The notion that landscape formations might listen is certainly not usually associated with ‘Western’ patterns of thought. The British painter Paul Nash describes a childhood experience of entering a woodland and feeling that ‘in the wood everything seemed to be listening’ (Nash 1949: 40, cited Hogg 2019: 170). However, Nash is describing an impression, an atmosphere or fleeting sensation here, and is writing in a poetic register rather articulating an entrenched belief about the actual capacities of the wood itself. But suppose that, for a moment, and as part of an experiment, we did decide to act as if the landscape was capable of listening? What might the effect be upon our behaviour?

 

Go for a walk, either on your own or with a partner. Take it as a principle that the land, trees, plants, rocks and so on can hear you even if they may not react. How, if at all, does your behaviour change? It’s fine if you find yourself being silent, and fine too if the exercise becomes ridiculous and you find yourself, say, swearing at and insulting the landscape for fun.
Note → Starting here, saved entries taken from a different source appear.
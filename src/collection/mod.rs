//! Paginated collection view.
//!
//! The core of the application: owns the fetched ticker records, the load
//! status and the current page, derives the visible page on demand, and
//! pushes an immutable [`ViewSnapshot`] to every subscriber after each
//! mutation.
//!
//! # Lifecycle
//!
//! ```text
//! Idle ──start_load──▶ Loading ──apply_load(Ok)──▶ Ready
//!                         │
//!                         └──apply_load(Err)──▶ Failed
//! ```
//!
//! `Ready` and `Failed` are terminal. A view loads at most once; a new load
//! means a new view.
//!
//! # Example
//!
//! ```ignore
//! use std::sync::Arc;
//! use coinpage::collection::PaginatedCollectionView;
//!
//! let (mut view, pending) = PaginatedCollectionView::mount(source);
//! let outcome = pending.run().await;
//! view.apply_load(outcome);
//! view.go_to_next_page();
//! for record in view.visible_slice() {
//!     println!("{}", record.name);
//! }
//! ```

mod snapshot;
mod state;
mod subscriber;
mod view;

pub use snapshot::ViewSnapshot;
pub use state::{page_bounds, page_count, CollectionState, LoadStatus, PAGE_SIZE};
pub use subscriber::{ViewSubscriber, WatchSubscriber};
pub use view::{LoadOutcome, PaginatedCollectionView, PendingLoad};
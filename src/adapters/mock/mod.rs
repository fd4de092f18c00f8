//! Mock implementations for testing.
//!
//! Test doubles for the trait abstractions, usable without network access.
//!
//! # Available Mocks
//!
//! - [`MockHttpClient`] - HTTP client with configurable responses
//! - [`MockDataSource`] - Data source with a configurable result and gate

pub mod data_source;
pub mod http;

pub use data_source::{MockDataSource, MockGate};
pub use http::{MockHttpClient, MockResponse, RecordedRequest};
//! Error types for ticker fetching.
//!
//! There is exactly one failure kind the collection view cares about:
//! [`FetchError`]. It covers every problem between issuing the listing
//! request and holding parsed records (transport, HTTP status, decoding).
//! The view collapses all of them into its `Failed` state and shows
//! [`FETCH_FAILED_MESSAGE`] instead of the raw error.

mod fetch;

pub use fetch::{FetchError, FetchResult, FETCH_FAILED_MESSAGE};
Just make a note of what you did, and how if at all you were affected by your giving, or lending, the land the capacity to listen.

 

I am not sure what, if anything, I am expecting to result from this listening exercise. Probably nothing. But I suppose I wonder whether this and other forms of ‘acting as if’ could support the emergence of new forms of environmental consciousness. I have no idea what these forms of consciousness might actually be like, though, or of whether or not they might ultimately be desirable…

 

 

References

 

Cruikshank, J. 2005. Do Glaciers Listen? Local Knowledge, Colonial Encounters, and Social Imagination. Toronto: University of British Columbia Press.

 

Hogg, Bennett. 2019. “Geographies of Silence.” In The Routledge Companion to Sound Studies, edited by Michael Bull, 166-175. London and New York: Routledge.

 

Nash, P. 1949. Outline: an Autobiography and Other Writings. London: Faber and Faber Ltd.

 

Povinelli, E. 1995. ‘Do rocks listen? The cultural politics of apprehending Australian Aboriginal labor’. American Anthropologist 97(3): 505-519.